Data section start

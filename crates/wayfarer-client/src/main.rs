//! Command-line participant for Wayfarer.
//!
//! Two subcommands:
//!
//! - `track`: join the relay, share this device's position and log peers as
//!   they move on a console map.
//! - `alert`: run the emergency countdown, then notify the configured
//!   contacts unless Ctrl-C cancels it.
//!
//! All settings come from the environment; see [`config`].

mod config;
mod console_map;
mod error;

use std::path::Path;
use std::sync::Arc;
use std::time::Duration;

use anyhow::Context;
use chrono::Utc;
use clap::{Parser, Subcommand};
use tokio::sync::oneshot;
use tracing::{error, info, warn};
use tracing_subscriber::EnvFilter;
use wayfarer_core::sampler::Fix;
use wayfarer_core::{
    AlertDispatcher, AlertOutcome, BatteryGauge, GpsdProvider, LiveTracker, LocationProvider,
    MapOptions, MapSurface, MapView, PeerRegistry, RelayClient, ReplayProvider, Sampler,
    TrackerHandle, WsTransport, event_channel,
};
use wayfarer_types::{AlertPayload, Handshake, ParticipantId, UserInfo};

use crate::config::{ClientConfig, LocationSource};
use crate::console_map::ConsoleMap;
use crate::error::ClientError;

/// Zoom level before the first fix arrives.
const WORLD_ZOOM: f64 = 2.0;

#[derive(Debug, Parser)]
#[command(name = "wayfarer-client", version, about)]
struct Cli {
    #[command(subcommand)]
    command: Command,
}

#[derive(Debug, Subcommand)]
enum Command {
    /// Share this device's location and follow everyone else's.
    Track {
        /// Stop after this many seconds instead of waiting for Ctrl-C.
        #[arg(long)]
        duration_secs: Option<u64>,
        /// How often to log the participant list.
        #[arg(long, default_value_t = 30)]
        report_every_secs: u64,
    },
    /// Send an emergency alert to the configured contacts.
    Alert {
        /// Seconds to wait, cancellable with Ctrl-C, before sending.
        #[arg(long, default_value_t = 3)]
        countdown_secs: u64,
    },
}

#[tokio::main]
async fn main() -> anyhow::Result<()> {
    tracing_subscriber::fmt()
        .with_env_filter(
            EnvFilter::try_from_default_env().unwrap_or_else(|_| EnvFilter::new("info")),
        )
        .with_target(true)
        .init();

    let cli = Cli::parse();
    let config = ClientConfig::from_env().context("loading client configuration")?;
    info!(
        relay_url = %config.relay_url,
        alert_endpoint = %config.alert_endpoint,
        map_style = %config.map_style,
        source = ?config.location_source,
        "configuration loaded"
    );

    match cli.command {
        Command::Track {
            duration_secs,
            report_every_secs,
        } => {
            track(
                &config,
                duration_secs.map(Duration::from_secs),
                Duration::from_secs(report_every_secs.max(1)),
            )
            .await
        }
        Command::Alert { countdown_secs } => {
            alert(&config, Duration::from_secs(countdown_secs)).await
        }
    }
}

// ---------------------------------------------------------------------------
// track
// ---------------------------------------------------------------------------

async fn track(
    config: &ClientConfig,
    duration: Option<Duration>,
    report_every: Duration,
) -> anyhow::Result<()> {
    let participant = config
        .participant_id
        .clone()
        .unwrap_or_else(ParticipantId::generate);
    let api_key = config.require_map_api_key()?;
    info!(participant = %participant, name = %config.display_name, "starting tracker");

    let provider = location_provider(&config.location_source)?;
    let sampler = Sampler::new(participant.clone(), provider, BatteryGauge::detect());

    let mut registry = PeerRegistry::new(participant.clone());
    let map = MapSurface::new(
        ConsoleMap::default(),
        &MapOptions {
            style: config.map_style.clone(),
            api_key: api_key.to_owned(),
            initial_view: MapView {
                longitude: 0.0,
                latitude: 0.0,
                zoom: WORLD_ZOOM,
            },
            follow_self: true,
        },
    );
    registry.subscribe(Box::new(map));

    let (sink, source) = event_channel();
    let relay = RelayClient::new(
        WsTransport::new(config.relay_url.clone(), sink),
        Handshake {
            participant_id: participant,
            display_name: config.display_name.clone(),
        },
    );
    let (tracker, handle) = LiveTracker::new(registry, relay, source, sampler, config.peer_ttl);
    let loop_task = tracker.spawn();
    let status_task = tokio::spawn(log_status_changes(handle.clone()));

    handle.connect().await.map_err(ClientError::from)?;
    handle
        .start_tracking(config.tracking.clone())
        .await
        .map_err(ClientError::from)
        .context("starting location tracking")?;

    let stop = async {
        match duration {
            Some(limit) => tokio::time::sleep(limit).await,
            None => {
                if let Err(e) = tokio::signal::ctrl_c().await {
                    error!(error = %e, "failed to listen for Ctrl-C");
                }
            }
        }
    };
    tokio::pin!(stop);

    let mut report = tokio::time::interval(report_every);
    loop {
        tokio::select! {
            () = &mut stop => break,
            _ = report.tick() => report_peers(&handle).await?,
        }
    }

    info!("stopping tracker");
    handle.shutdown().await.map_err(ClientError::from)?;
    status_task.abort();
    if let Err(e) = loop_task.await {
        warn!(error = %e, "tracker task did not exit cleanly");
    }
    Ok(())
}

fn location_provider(source: &LocationSource) -> Result<Arc<dyn LocationProvider>, ClientError> {
    match source {
        LocationSource::Gpsd(addr) => Ok(Arc::new(GpsdProvider::new(addr.clone()))),
        LocationSource::Replay(path) => {
            let fixes = load_replay(path)?;
            info!(path = %path.display(), fixes = fixes.len(), "replaying recorded fixes");
            Ok(Arc::new(ReplayProvider::from_fixes(fixes)))
        }
    }
}

/// Read a JSON array of fixes.
fn load_replay(path: &Path) -> Result<Vec<Fix>, ClientError> {
    let raw = std::fs::read_to_string(path)
        .map_err(|e| ClientError::Replay(format!("{}: {e}", path.display())))?;
    serde_json::from_str(&raw)
        .map_err(|e| ClientError::Replay(format!("{}: {e}", path.display())))
}

async fn report_peers(handle: &TrackerHandle) -> Result<(), ClientError> {
    let peers = handle.snapshot().await?;
    let connection = handle.connection_status().borrow().state;
    let tracking = handle.tracking_status().borrow().clone();
    info!(
        connection = %connection,
        tracking = ?tracking,
        participants = peers.len(),
        "status"
    );
    for entry in &peers {
        info!(
            participant = %entry.participant_id,
            you = entry.is_self,
            lat = entry.latest.latitude,
            lon = entry.latest.longitude,
            accuracy_m = entry.latest.accuracy,
            battery = ?entry.latest.battery_level,
            "peer"
        );
    }
    Ok(())
}

async fn log_status_changes(handle: TrackerHandle) {
    let mut connection = handle.connection_status();
    let mut tracking = handle.tracking_status();
    loop {
        tokio::select! {
            changed = connection.changed() => {
                if changed.is_err() {
                    break;
                }
                let status = connection.borrow_and_update().clone();
                match status.last_error {
                    Some(err) => warn!(state = %status.state, error = %err, "relay connection"),
                    None => info!(state = %status.state, "relay connection"),
                }
            }
            changed = tracking.changed() => {
                if changed.is_err() {
                    break;
                }
                info!(status = ?*tracking.borrow_and_update(), "tracking");
            }
        }
    }
}

// ---------------------------------------------------------------------------
// alert
// ---------------------------------------------------------------------------

async fn alert(config: &ClientConfig, countdown: Duration) -> anyhow::Result<()> {
    if config.emergency_contacts.is_empty() {
        return Err(ClientError::Config(String::from(
            "EMERGENCY_CONTACTS must name at least one address",
        ))
        .into());
    }

    let payload = AlertPayload::new(
        UserInfo {
            name: config.display_name.clone(),
            phone: config.user_phone.clone(),
            location: config.user_location.clone(),
        },
        config.emergency_contacts.clone(),
        Utc::now(),
    );

    let (cancel_tx, cancel_rx) = oneshot::channel();
    let watcher = tokio::spawn(async move {
        if tokio::signal::ctrl_c().await.is_ok() {
            let _ = cancel_tx.send(());
        }
    });

    warn!(
        countdown_secs = countdown.as_secs(),
        contacts = payload.emergency_contacts.len(),
        "emergency alert armed, press Ctrl-C to cancel"
    );
    let dispatcher = AlertDispatcher::new(config.alert_endpoint.clone());
    let outcome = dispatcher
        .send_after_countdown(&payload, countdown, cancel_rx)
        .await;
    watcher.abort();

    match outcome {
        AlertOutcome::Cancelled => info!("alert cancelled, nothing sent"),
        AlertOutcome::Dispatched(result) => {
            let delivery = result
                .map_err(ClientError::from)
                .context("sending emergency alert")?;
            if let Some(summary) = &delivery.summary {
                for result in summary.results.iter().filter(|r| !r.success) {
                    warn!(
                        contact = %result.contact,
                        error = result.error.as_deref().unwrap_or("unknown"),
                        "contact not notified"
                    );
                }
            }
            info!(
                status = delivery.status,
                partial = delivery.is_partial(),
                "alert sent"
            );
        }
    }
    Ok(())
}
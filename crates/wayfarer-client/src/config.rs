//! Client configuration.
//!
//! Loaded once at startup from environment variables. Everything has a
//! default except `MAP_API_KEY`, which only `track` needs.
//!
//! | Variable | Default |
//! |----------|---------|
//! | `RELAY_URL` | `ws://localhost:3001/ws/location` |
//! | `MAP_STYLE` | `radar-default-v1` |
//! | `MAP_API_KEY` | unset (required by `track`) |
//! | `DISPLAY_NAME` | `Anonymous` |
//! | `PARTICIPANT_ID` | generated per run |
//! | `ALERT_ENDPOINT` | `http://localhost:3001/api/emergency` |
//! | `REPLAY_FILE` | unset (use gpsd) |
//! | `GPSD_ADDR` | `127.0.0.1:2947` |
//! | `TRACKING_ENABLED` | `true` |
//! | `TRACKING_HIGH_ACCURACY` | `true` |
//! | `TRACKING_INTERVAL_MS` | `5000` |
//! | `TRACKING_MAX_AGE_MS` | `0` |
//! | `TRACKING_TIMEOUT_MS` | `10000` |
//! | `PEER_TTL_SECS` | unset (peers never expire) |
//! | `EMERGENCY_CONTACTS` | empty, comma-separated |
//! | `USER_PHONE` | unset |
//! | `USER_LOCATION` | unset |

use std::path::PathBuf;
use std::str::FromStr;
use std::time::Duration;

use wayfarer_core::gpsd::DEFAULT_GPSD_ADDR;
use wayfarer_types::{ParticipantId, TrackingConfiguration};

use crate::error::ClientError;

/// Where local fixes come from.
#[derive(Debug, Clone, PartialEq, Eq)]
pub enum LocationSource {
    /// A gpsd daemon at `host:port`.
    Gpsd(String),
    /// A JSON file of recorded fixes.
    Replay(PathBuf),
}

/// Complete client configuration.
#[derive(Debug, Clone)]
pub struct ClientConfig {
    /// Relay websocket URL.
    pub relay_url: String,
    /// Map style identifier.
    pub map_style: String,
    /// Map provider API key.
    pub map_api_key: Option<String>,
    /// Name shown to other participants.
    pub display_name: String,
    /// Fixed participant id, if configured.
    pub participant_id: Option<ParticipantId>,
    /// Emergency notification endpoint.
    pub alert_endpoint: String,
    /// Position source.
    pub location_source: LocationSource,
    /// Sampler options.
    pub tracking: TrackingConfiguration,
    /// Remove peers silent for longer than this.
    pub peer_ttl: Option<Duration>,
    /// Addresses to notify on an alert.
    pub emergency_contacts: Vec<String>,
    /// The user's phone number.
    pub user_phone: Option<String>,
    /// Free-form description of where the user is.
    pub user_location: Option<String>,
}

impl ClientConfig {
    /// Load configuration from the process environment.
    pub fn from_env() -> Result<Self, ClientError> {
        Self::from_lookup(|key| std::env::var(key).ok())
    }

    /// Load configuration through an arbitrary variable lookup.
    pub fn from_lookup(lookup: impl Fn(&str) -> Option<String>) -> Result<Self, ClientError> {
        let var = |key: &str| lookup(key).filter(|v| !v.trim().is_empty());

        let location_source = match var("REPLAY_FILE") {
            Some(path) => LocationSource::Replay(PathBuf::from(path)),
            None => LocationSource::Gpsd(
                var("GPSD_ADDR").unwrap_or_else(|| DEFAULT_GPSD_ADDR.to_owned()),
            ),
        };

        let defaults = TrackingConfiguration::default();
        let tracking = TrackingConfiguration {
            enabled: parse_or(var("TRACKING_ENABLED"), "TRACKING_ENABLED", defaults.enabled)?,
            high_accuracy: parse_or(
                var("TRACKING_HIGH_ACCURACY"),
                "TRACKING_HIGH_ACCURACY",
                defaults.high_accuracy,
            )?,
            update_interval_hint_ms: parse_or(
                var("TRACKING_INTERVAL_MS"),
                "TRACKING_INTERVAL_MS",
                defaults.update_interval_hint_ms,
            )?,
            max_sample_age_ms: parse_or(
                var("TRACKING_MAX_AGE_MS"),
                "TRACKING_MAX_AGE_MS",
                defaults.max_sample_age_ms,
            )?,
            acquisition_timeout_ms: parse_or(
                var("TRACKING_TIMEOUT_MS"),
                "TRACKING_TIMEOUT_MS",
                defaults.acquisition_timeout_ms,
            )?,
        };

        let peer_ttl = var("PEER_TTL_SECS")
            .map(|raw| parse::<u64>(&raw, "PEER_TTL_SECS"))
            .transpose()?
            .filter(|secs| *secs > 0)
            .map(Duration::from_secs);

        let emergency_contacts = var("EMERGENCY_CONTACTS")
            .map(|raw| {
                raw.split(',')
                    .map(str::trim)
                    .filter(|c| !c.is_empty())
                    .map(ToOwned::to_owned)
                    .collect()
            })
            .unwrap_or_default();

        Ok(Self {
            relay_url: var("RELAY_URL")
                .unwrap_or_else(|| "ws://localhost:3001/ws/location".to_owned()),
            map_style: var("MAP_STYLE").unwrap_or_else(|| "radar-default-v1".to_owned()),
            map_api_key: var("MAP_API_KEY"),
            display_name: var("DISPLAY_NAME").unwrap_or_else(|| "Anonymous".to_owned()),
            participant_id: var("PARTICIPANT_ID").map(ParticipantId::new),
            alert_endpoint: var("ALERT_ENDPOINT")
                .unwrap_or_else(|| "http://localhost:3001/api/emergency".to_owned()),
            location_source,
            tracking,
            peer_ttl,
            emergency_contacts,
            user_phone: var("USER_PHONE"),
            user_location: var("USER_LOCATION"),
        })
    }

    /// The map API key, or an error naming the missing variable.
    pub fn require_map_api_key(&self) -> Result<&str, ClientError> {
        self.map_api_key
            .as_deref()
            .ok_or_else(|| ClientError::Config("MAP_API_KEY is required to track".to_owned()))
    }
}

fn parse<T>(raw: &str, key: &str) -> Result<T, ClientError>
where
    T: FromStr,
    T::Err: core::fmt::Display,
{
    raw.trim()
        .parse()
        .map_err(|e| ClientError::Config(format!("invalid {key}: {e}")))
}

fn parse_or<T>(raw: Option<String>, key: &str, default: T) -> Result<T, ClientError>
where
    T: FromStr,
    T::Err: core::fmt::Display,
{
    raw.map_or(Ok(default), |raw| parse(&raw, key))
}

Data section end

• To do: Lines that hold "GpsdProvider" are the ones to copy, so pick each out from the data.

• Output of the exercise:
    AlertDispatcher, AlertOutcome, BatteryGauge, GpsdProvider, LiveTracker, LocationProvider,
        LocationSource::Gpsd(addr) => Ok(Arc::new(GpsdProvider::new(addr.clone()))),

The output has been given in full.